DATA FOR THE TASK.
********

use http_body_util::BodyExt;
use serde_json::{Value, json};

use super::sse::{self, Event, Frame, FrameParser, OutFrame};
use crate::http::Body;

#[test]
fn scanner_reassembles_split_frames() {
	let mut parser = FrameParser::new(1024);
	let mut out = Vec::new();
	parser.push(b"data: {\"a\":", &mut out).unwrap();
	assert!(out.is_empty());
	parser.push(b"1}\n\ndata: {\"b\":2}\n\n", &mut out).unwrap();
	assert_eq!(
		out,
		vec![
			Frame {
				event: None,
				data: "{\"a\":1}".to_string()
			},
			Frame {
				event: None,
				data: "{\"b\":2}".to_string()
			},
		]
	);
}

#[test]
fn scanner_reads_event_names_and_crlf() {
	let mut parser = FrameParser::new(1024);
	let mut out = Vec::new();
	parser
		.push(b"event: message_start\r\ndata: {}\r\n\r\n", &mut out)
		.unwrap();
	assert_eq!(
		out,
		vec![Frame {
			event: Some("message_start".to_string()),
			data: "{}".to_string()
		}]
	);
}

#[test]
fn scanner_ignores_comments_and_retry() {
	let mut parser = FrameParser::new(1024);
	let mut out = Vec::new();
	parser
		.push(b": keepalive\nretry: 100\ndata: 1\n\n", &mut out)
		.unwrap();
	assert_eq!(out.len(), 1);
	assert_eq!(out[0].data, "1");
}

#[test]
fn scanner_enforces_limit() {
	let mut parser = FrameParser::new(8);
	let mut out = Vec::new();
	let err = parser.push(b"data: 123456789abcdef", &mut out);
	assert!(err.is_err());
}

#[test]
fn scanner_flushes_unterminated_tail() {
	let mut parser = FrameParser::new(1024);
	let mut out = Vec::new();
	parser.push(b"data: {\"a\":1}", &mut out).unwrap();
	parser.finish(&mut out);
	assert_eq!(out.len(), 1);
	assert_eq!(out[0].data, "{\"a\":1}");
}

#[tokio::test]
async fn transform_rewrites_and_terminates_once() {
	let body = Body::from("data: {\"n\":1}\n\ndata: {\"n\":2}\n\ndata: [DONE]\n\n");
	let out = sse::json_transform::<Value, Value, _>(body, 0, |ev| {
		let v = ev.ok()?;
		Some(json!({"seen": v["n"]}))
	});
	let bytes = out.collect().await.unwrap().to_bytes();
	let s = std::str::from_utf8(&bytes).unwrap();
	assert_eq!(
		s,
		"data: {\"seen\":1}\n\ndata: {\"seen\":2}\n\ndata: [DONE]\n\n"
	);
	assert_eq!(s.matches("[DONE]").count(), 1);
}

#[tokio::test]
async fn transform_flushes_on_eof_without_sentinel() {
	// Gemini streams end without [DONE]; Done must still fire exactly once.
	let body = Body::from("data: {\"n\":1}\n\n");
	let out = sse::json_transform_multi::<Value, _>(body, 0, |ev| match ev {
		Event::Data(_) => vec![],
		Event::Done => vec![OutFrame::data(&json!({"flushed": true})), OutFrame::done()],
	});
	let bytes = out.collect().await.unwrap().to_bytes();
	let s = std::str::from_utf8(&bytes).unwrap();
	assert_eq!(s, "data: {\"flushed\":true}\n\ndata: [DONE]\n\n");
}

#[tokio::test]
async fn passthrough_preserves_bytes() {
	let raw = "event: ping\ndata: {\"type\":\"ping\"}\n\ndata: {\"type\":\"x\"}\n\n";
	let body = Body::from(raw);
	let mut seen = 0;
	let seen_ptr = std::sync::Arc::new(std::sync::atomic::AtomicUsize::new(0));
	let c = seen_ptr.clone();
	let out = sse::json_passthrough::<Value, _>(body, 0, move |ev| {
		if ev.is_some() {
			c.fetch_add(1, std::sync::atomic::Ordering::SeqCst);
		}
	});
	let bytes = out.collect().await.unwrap().to_bytes();
	assert_eq!(std::str::from_utf8(&bytes).unwrap(), raw);
	seen += seen_ptr.load(std::sync::atomic::Ordering::SeqCst);
	assert_eq!(seen, 2);
}

#[tokio::test]
async fn ndjson_lines_become_events() {
	let body = Body::from("{\"n\":1}\n{\"n\":2}\n");
	let out = super::ndjson::json_transform_multi::<Value, _>(body, 0, |ev| match ev {
		Event::Data(Ok(v)) => vec![OutFrame::data(&json!({"seen": v["n"]}))],
		Event::Data(Err(_)) => vec![],
		Event::Done => vec![OutFrame::done()],
	});
	let bytes = out.collect().await.unwrap().to_bytes();
	let s = std::str::from_utf8(&bytes).unwrap();
	assert_eq!(
		s,
		"data: {\"seen\":1}\n\ndata: {\"seen\":2}\n\ndata: [DONE]\n\n"
	);
}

********

WORK ITEM. Exactly as they stand, write out all of the entries.

ANSWER TO THIS TASK.
use http_body_util::BodyExt;
use serde_json::{Value, json};

use super::sse::{self, Event, Frame, FrameParser, OutFrame};
use crate::http::Body;

#[test]
fn scanner_reassembles_split_frames() {
	let mut parser = FrameParser::new(1024);
	let mut out = Vec::new();
	parser.push(b"data: {\"a\":", &mut out).unwrap();
	assert!(out.is_empty());
	parser.push(b"1}\n\ndata: {\"b\":2}\n\n", &mut out).unwrap();
	assert_eq!(
		out,
		vec![
			Frame {
				event: None,
				data: "{\"a\":1}".to_string()
			},
			Frame {
				event: None,
				data: "{\"b\":2}".to_string()
			},
		]
	);
}

#[test]
fn scanner_reads_event_names_and_crlf() {
	let mut parser = FrameParser::new(1024);
	let mut out = Vec::new();
	parser
		.push(b"event: message_start\r\ndata: {}\r\n\r\n", &mut out)
		.unwrap();
	assert_eq!(
		out,
		vec![Frame {
			event: Some("message_start".to_string()),
			data: "{}".to_string()
		}]
	);
}

#[test]
fn scanner_ignores_comments_and_retry() {
	let mut parser = FrameParser::new(1024);
	let mut out = Vec::new();
	parser
		.push(b": keepalive\nretry: 100\ndata: 1\n\n", &mut out)
		.unwrap();
	assert_eq!(out.len(), 1);
	assert_eq!(out[0].data, "1");
}

#[test]
fn scanner_enforces_limit() {
	let mut parser = FrameParser::new(8);
	let mut out = Vec::new();
	let err = parser.push(b"data: 123456789abcdef", &mut out);
	assert!(err.is_err());
}

#[test]
fn scanner_flushes_unterminated_tail() {
	let mut parser = FrameParser::new(1024);
	let mut out = Vec::new();
	parser.push(b"data: {\"a\":1}", &mut out).unwrap();
	parser.finish(&mut out);
	assert_eq!(out.len(), 1);
	assert_eq!(out[0].data, "{\"a\":1}");
}

#[tokio::test]
async fn transform_rewrites_and_terminates_once() {
	let body = Body::from("data: {\"n\":1}\n\ndata: {\"n\":2}\n\ndata: [DONE]\n\n");
	let out = sse::json_transform::<Value, Value, _>(body, 0, |ev| {
		let v = ev.ok()?;
		Some(json!({"seen": v["n"]}))
	});
	let bytes = out.collect().await.unwrap().to_bytes();
	let s = std::str::from_utf8(&bytes).unwrap();
	assert_eq!(
		s,
		"data: {\"seen\":1}\n\ndata: {\"seen\":2}\n\ndata: [DONE]\n\n"
	);
	assert_eq!(s.matches("[DONE]").count(), 1);
}

#[tokio::test]
async fn transform_flushes_on_eof_without_sentinel() {
	// Gemini streams end without [DONE]; Done must still fire exactly once.
	let body = Body::from("data: {\"n\":1}\n\n");
	let out = sse::json_transform_multi::<Value, _>(body, 0, |ev| match ev {
		Event::Data(_) => vec![],
		Event::Done => vec![OutFrame::data(&json!({"flushed": true})), OutFrame::done()],
	});
	let bytes = out.collect().await.unwrap().to_bytes();
	let s = std::str::from_utf8(&bytes).unwrap();
	assert_eq!(s, "data: {\"flushed\":true}\n\ndata: [DONE]\n\n");
}

#[tokio::test]
async fn passthrough_preserves_bytes() {
	let raw = "event: ping\ndata: {\"type\":\"ping\"}\n\ndata: {\"type\":\"x\"}\n\n";
	let body = Body::from(raw);
	let mut seen = 0;
	let seen_ptr = std::sync::Arc::new(std::sync::atomic::AtomicUsize::new(0));
	let c = seen_ptr.clone();
	let out = sse::json_passthrough::<Value, _>(body, 0, move |ev| {
		if ev.is_some() {
			c.fetch_add(1, std::sync::atomic::Ordering::SeqCst);
		}
	});
	let bytes = out.collect().await.unwrap().to_bytes();
	assert_eq!(std::str::from_utf8(&bytes).unwrap(), raw);
	seen += seen_ptr.load(std::sync::atomic::Ordering::SeqCst);
	assert_eq!(seen, 2);
}

#[tokio::test]
async fn ndjson_lines_become_events() {
	let body = Body::from("{\"n\":1}\n{\"n\":2}\n");
	let out = super::ndjson::json_transform_multi::<Value, _>(body, 0, |ev| match ev {
		Event::Data(Ok(v)) => vec![OutFrame::data(&json!({"seen": v["n"]}))],
		Event::Data(Err(_)) => vec![],
		Event::Done => vec![OutFrame::done()],
	});
	let bytes = out.collect().await.unwrap().to_bytes();
	let s = std::str::from_utf8(&bytes).unwrap();
	assert_eq!(
		s,
		"data: {\"seen\":1}\n\ndata: {\"seen\":2}\n\ndata: [DONE]\n\n"
	);
}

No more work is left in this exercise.